Être aimé ? Ce serait vivre la vie d'autrui. Et puis quoi ? Ce serait vivre selon le désir de l'autre, selon son rythme, sa cadence, son regard, devenant peu à peu son objet. Nous dirons que « tous les problèmes sont des problèmes interpersonnels », ou que « l'enfer, c'est les autres ». Non, vraiment, contentez-vous d'aimer inconditionnellement.
Une philosophie radicale, direz-vous ? Oui, si radicale veut dire diversité.

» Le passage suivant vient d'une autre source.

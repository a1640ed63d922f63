/// Bindings for the legacy networking.k8s.io/v1beta1 API
///
/// Clusters older than 1.22 still serve Ingress at v1beta1, where a path
/// backend names its Service with a flat `serviceName` string instead of
/// the structured `service` reference used by v1.

pub mod ingress;

pub use ingress::Ingress as IngressV1beta1;
pub use ingress::{
    HTTPIngressPath, HTTPIngressRuleValue, IngressBackend, IngressRule, IngressTLS,
    IngressV1beta1Spec, IngressV1beta1Status, LoadBalancerIngress, LoadBalancerStatus,
    ServicePort, TypedObjectReference,
};
pub mod errors;
pub mod settings;
pub mod types;

// Re-export EngineError for convenience
pub use errors::{EngineError, EngineResult};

Être « là, à sa place », Être « utile à quelqu'un ». Petit scarabée, entends-tu ici normalité, enracinement, et « plus-value » pour la société française ? Laisse fuir ces mots d'ordre, et écoute ton sentiment subjectif. Il y a mille manières de se sentir utile à la communauté.
Je passe sur toutes les situations proposées, et même celle, hallucinante, où un personnage décide de chantonner en faisant la vaisselle, en pensant que c'est encore la meilleure chance pour que quelqu'un se décolle de la télé pour venir l'aider.

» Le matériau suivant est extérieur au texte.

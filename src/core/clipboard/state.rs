//! Mutable detection state: dedup fingerprints and the suppression gate
//!
//! Both structures are owned by the engine instance and shared across the
//! poll task and foreground callers, so all mutation goes through a Mutex.

use crate::shared::types::EntryKind;
use std::sync::{Arc, Mutex};
use std::time::{Duration, Instant};

/// Last-accepted fingerprint per content kind.
///
/// Only the single most recent fingerprint per kind is remembered, not full
/// history: returning to previously-seen content after the clipboard has held
/// something else in between is a new change and is re-emitted.
#[derive(Debug, Default)]
struct Slots {
    last_text_hash: Option<u64>,
    last_image_hash: Option<u64>,
    last_file_hash: Option<u64>,
}

#[derive(Clone, Default)]
pub struct DedupState {
    slots: Arc<Mutex<Slots>>,
}

impl DedupState {
    pub fn new() -> Self {
        Self::default()
    }

    /// Decide whether `fingerprint` represents a genuine change for `kind`.
    ///
    /// Equal to the stored slot: no-op, returns false. Different: the slot is
    /// updated and the other two kinds' slots are cleared, because the OS
    /// clipboard holds exactly one logical current item and a stale
    /// fingerprint must not block that kind when it reappears.
    pub fn accept(&self, kind: EntryKind, fingerprint: u64) -> bool {
        let mut slots = self.lock();
        let current = match kind {
            EntryKind::Text => slots.last_text_hash,
            EntryKind::Image => slots.last_image_hash,
            EntryKind::File => slots.last_file_hash,
        };

        if current == Some(fingerprint) {
            return false;
        }

        *slots = Slots::default();
        match kind {
            EntryKind::Text => slots.last_text_hash = Some(fingerprint),
            EntryKind::Image => slots.last_image_hash = Some(fingerprint),
            EntryKind::File => slots.last_file_hash = Some(fingerprint),
        }
        true
    }

    fn lock(&self) -> std::sync::MutexGuard<'_, Slots> {
        self.slots.lock().unwrap_or_else(|poisoned| poisoned.into_inner())
    }

    #[cfg(test)]
    pub fn slot(&self, kind: EntryKind) -> Option<u64> {
        let slots = self.lock();
        match kind {
            EntryKind::Text => slots.last_text_hash,
            EntryKind::Image => slots.last_image_hash,
            EntryKind::File => slots.last_file_hash,
        }
    }
}

/// Short-lived flag absorbing the engine's own clipboard writes.
///
/// When the engine writes an entry back to the clipboard on the user's
/// behalf, the next poll would otherwise re-detect that write as a fresh
/// copy. Arming the gate marks the next detected change as self-inflicted:
/// dedup slots are updated but no entry is emitted.
#[derive(Clone, Default)]
pub struct SuppressionGate {
    armed_until: Arc<Mutex<Option<Instant>>>,
}

impl SuppressionGate {
    pub fn new() -> Self {
        Self::default()
    }

    /// Arm the gate for `window` from now. Re-arming before expiry resets
    /// the deadline rather than stacking.
    pub fn arm(&self, window: Duration) {
        let mut armed_until = self.lock();
        *armed_until = Some(Instant::now() + window);
    }

    /// Consume the gate if armed and unexpired, disarming it either way.
    ///
    /// A programmatic write landing after the window has elapsed is captured
    /// as a normal change. Accepted race, the window is a heuristic under
    /// system load, not a correctness guarantee.
    pub fn consume(&self) -> bool {
        let mut armed_until = self.lock();
        match armed_until.take() {
            Some(deadline) => Instant::now() < deadline,
            None => false,
        }
    }

    fn lock(&self) -> std::sync::MutexGuard<'_, Option<Instant>> {
        self.armed_until
            .lock()
            .unwrap_or_else(|poisoned| poisoned.into_inner())
    }
}

#[cfg(test)]
mod tests {
    use super::*;

    const FP_A: u64 = 0xA11CE;
    const FP_B: u64 = 0xB0B;

    #[test]
    fn repeated_fingerprint_is_rejected() {
        let state = DedupState::new();
        assert!(state.accept(EntryKind::Text, FP_A));
        assert!(!state.accept(EntryKind::Text, FP_A));
        assert!(!state.accept(EntryKind::Text, FP_A));
    }

    #[test]
    fn distinct_fingerprint_is_accepted() {
        let state = DedupState::new();
        assert!(state.accept(EntryKind::Text, FP_A));
        assert!(state.accept(EntryKind::Text, FP_B));
    }

    #[test]
    fn accepting_one_kind_clears_other_slots() {
        let state = DedupState::new();
        assert!(state.accept(EntryKind::Text, FP_A));
        assert!(state.accept(EntryKind::Image, FP_B));
        assert_eq!(state.slot(EntryKind::Text), None);

        // text reappearing with the same old fingerprint is a new change
        assert!(state.accept(EntryKind::Text, FP_A));
        assert_eq!(state.slot(EntryKind::Image), None);
    }

    #[test]
    fn gate_consumes_once_within_window() {
        let gate = SuppressionGate::new();
        gate.arm(Duration::from_millis(600));
        assert!(gate.consume());
        // explicitly disarmed by the first consume
        assert!(!gate.consume());
    }

    #[test]
    fn gate_expires_after_window() {
        let gate = SuppressionGate::new();
        gate.arm(Duration::from_millis(0));
        std::thread::sleep(Duration::from_millis(5));
        assert!(!gate.consume());
    }

    #[test]
    fn rearming_resets_the_window() {
        let gate = SuppressionGate::new();
        gate.arm(Duration::from_millis(0));
        gate.arm(Duration::from_millis(600));
        assert!(gate.consume());
    }

    #[test]
    fn unarmed_gate_is_inert() {
        let gate = SuppressionGate::new();
        assert!(!gate.consume());
    }
}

Ce qui nous amène à une autre variation de la philosophie de
Alfred Adler, avec sa formule de la « résignation positive ». le jeune homme se dresse. Là encore, ce sont des choses entendues des milliers de fois, chacune dans son style.
« Qui dit résignation dit voir clairement, avec force d'âme et acceptation. Avoir une solide emprise sur la vérité des choses – c'est cela, la résignation »

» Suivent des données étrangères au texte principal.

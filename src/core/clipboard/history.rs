//! Bounded, ordered clipboard history with pluggable persistence
//!
//! The in-memory sequence is the source of truth; persistence is best-effort.
//! A failed save surfaces as a recoverable error while the in-memory state
//! keeps the mutation, so a crash between mutation and save may lose the most
//! recent change.

use crate::shared::errors::{EngineError, EngineResult};
use crate::shared::types::ClipboardEntry;
use std::path::PathBuf;
use std::sync::{Arc, Mutex};

/// Storage collaborator for clipboard history persistence
pub trait Storage: Send + Sync {
    fn load(&self) -> EngineResult<Vec<ClipboardEntry>>;
    fn save(&self, entries: &[ClipboardEntry]) -> EngineResult<()>;
}

/// JSON-file storage, one pretty-printed document holding the whole sequence
pub struct JsonFileStorage {
    path: PathBuf,
}

impl JsonFileStorage {
    pub fn new(path: PathBuf) -> Self {
        Self { path }
    }

    /// Default location under the platform data directory
    pub fn default_path() -> EngineResult<PathBuf> {
        directories::ProjectDirs::from("com", "antigravity", "clipkeep")
            .map(|dirs| dirs.data_dir().join("history.json"))
            .ok_or_else(|| EngineError::SystemIO("Failed to determine data directory".to_string()))
    }
}

impl Storage for JsonFileStorage {
    fn load(&self) -> EngineResult<Vec<ClipboardEntry>> {
        if !self.path.exists() {
            // fresh install
            return Ok(Vec::new());
        }
        let content = std::fs::read_to_string(&self.path)
            .map_err(|e| EngineError::Persistence(format!("Failed to read history file: {}", e)))?;
        serde_json::from_str(&content)
            .map_err(|e| EngineError::Persistence(format!("Corrupt history file: {}", e)))
    }

    fn save(&self, entries: &[ClipboardEntry]) -> EngineResult<()> {
        if let Some(parent) = self.path.parent() {
            std::fs::create_dir_all(parent)
                .map_err(|e| EngineError::Persistence(format!("Failed to create data directory: {}", e)))?;
        }
        let content = serde_json::to_string_pretty(entries)
            .map_err(|e| EngineError::Persistence(format!("Failed to serialize history: {}", e)))?;
        std::fs::write(&self.path, content)
            .map_err(|e| EngineError::Persistence(format!("Failed to write history file: {}", e)))
    }
}

/// In-memory storage, used as a test double and as a fallback when no data
/// directory is available
#[derive(Default)]
pub struct InMemoryStorage {
    entries: Mutex<Vec<ClipboardEntry>>,
}

impl InMemoryStorage {
    pub fn new() -> Self {
        Self::default()
    }
}

impl Storage for InMemoryStorage {
    fn load(&self) -> EngineResult<Vec<ClipboardEntry>> {
        let entries = self.entries.lock().unwrap_or_else(|poisoned| poisoned.into_inner());
        Ok(entries.clone())
    }

    fn save(&self, entries: &[ClipboardEntry]) -> EngineResult<()> {
        let mut stored = self.entries.lock().unwrap_or_else(|poisoned| poisoned.into_inner());
        *stored = entries.to_vec();
        Ok(())
    }
}

struct HistoryInner {
    entries: Vec<ClipboardEntry>,
    max_history: usize,
}

/// Ordered, bounded history store, newest first
#[derive(Clone)]
pub struct ClipboardHistory {
    inner: Arc<Mutex<HistoryInner>>,
    storage: Arc<dyn Storage>,
}

impl ClipboardHistory {
    /// Create a store, loading any persisted entries.
    ///
    /// A load failure or corrupt data falls back to an empty sequence with a
    /// warning; a fresh install is never a fatal error.
    pub fn new(storage: Arc<dyn Storage>, max_history: usize) -> Self {
        let entries = match storage.load() {
            Ok(entries) => entries,
            Err(e) => {
                log::warn!("[ClipboardHistory] Failed to load history, starting empty: {}", e);
                Vec::new()
            }
        };

        Self {
            inner: Arc::new(Mutex::new(HistoryInner { entries, max_history })),
            storage,
        }
    }

    /// Prepend an entry, evicting from the tail past the bound, then persist.
    ///
    /// The in-memory mutation always succeeds; only the save can fail.
    pub fn insert(&self, entry: ClipboardEntry) -> EngineResult<()> {
        let snapshot = {
            let mut inner = self.lock();
            inner.entries.insert(0, entry);
            let bound = inner.max_history;
            inner.entries.truncate(bound);
            inner.entries.clone()
        };
        self.storage.save(&snapshot)
    }

    /// Delete the entry with a matching id; absence is a no-op.
    /// Returns whether an entry was removed.
    pub fn remove(&self, id: &str) -> EngineResult<bool> {
        let (removed, snapshot) = {
            let mut inner = self.lock();
            let before = inner.entries.len();
            inner.entries.retain(|entry| entry.id != id);
            (inner.entries.len() != before, inner.entries.clone())
        };
        if removed {
            self.storage.save(&snapshot)?;
        }
        Ok(removed)
    }

    pub fn clear(&self) -> EngineResult<()> {
        {
            let mut inner = self.lock();
            inner.entries.clear();
        }
        self.storage.save(&[])
    }

    /// Current snapshot of the history, newest first
    pub fn items(&self) -> Vec<ClipboardEntry> {
        self.lock().entries.clone()
    }

    pub fn len(&self) -> usize {
        self.lock().entries.len()
    }

    pub fn is_empty(&self) -> bool {
        self.lock().entries.is_empty()
    }

    /// Update the bound. Does not retroactively evict; the new bound applies
    /// on the next insert.
    pub fn set_max_history(&self, max_history: usize) {
        self.lock().max_history = max_history;
    }

    fn lock(&self) -> std::sync::MutexGuard<'_, HistoryInner> {
        self.inner.lock().unwrap_or_else(|poisoned| poisoned.into_inner())
    }
}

Mais d'où vient la « vérité des choses », de la décision du possible et de l'impossible ? On dira que notre faculté de juger devrait dépendre de Dieu, c'est à dire de l'autre, n'importe quel autre. Mais ce serait vivre la vie d'autrui.
Relâchons « l'esprit de sérieux » : Saint Sophisme, priez pour nous ! Ou comme dit
Alfred Adler, « La vie, d'une façon générale, n'a pas de sens. », avant de terminer par une dernière formule énervante : « C'est à l'individu d'assigner un sens à la vie, quel qu'il soit. »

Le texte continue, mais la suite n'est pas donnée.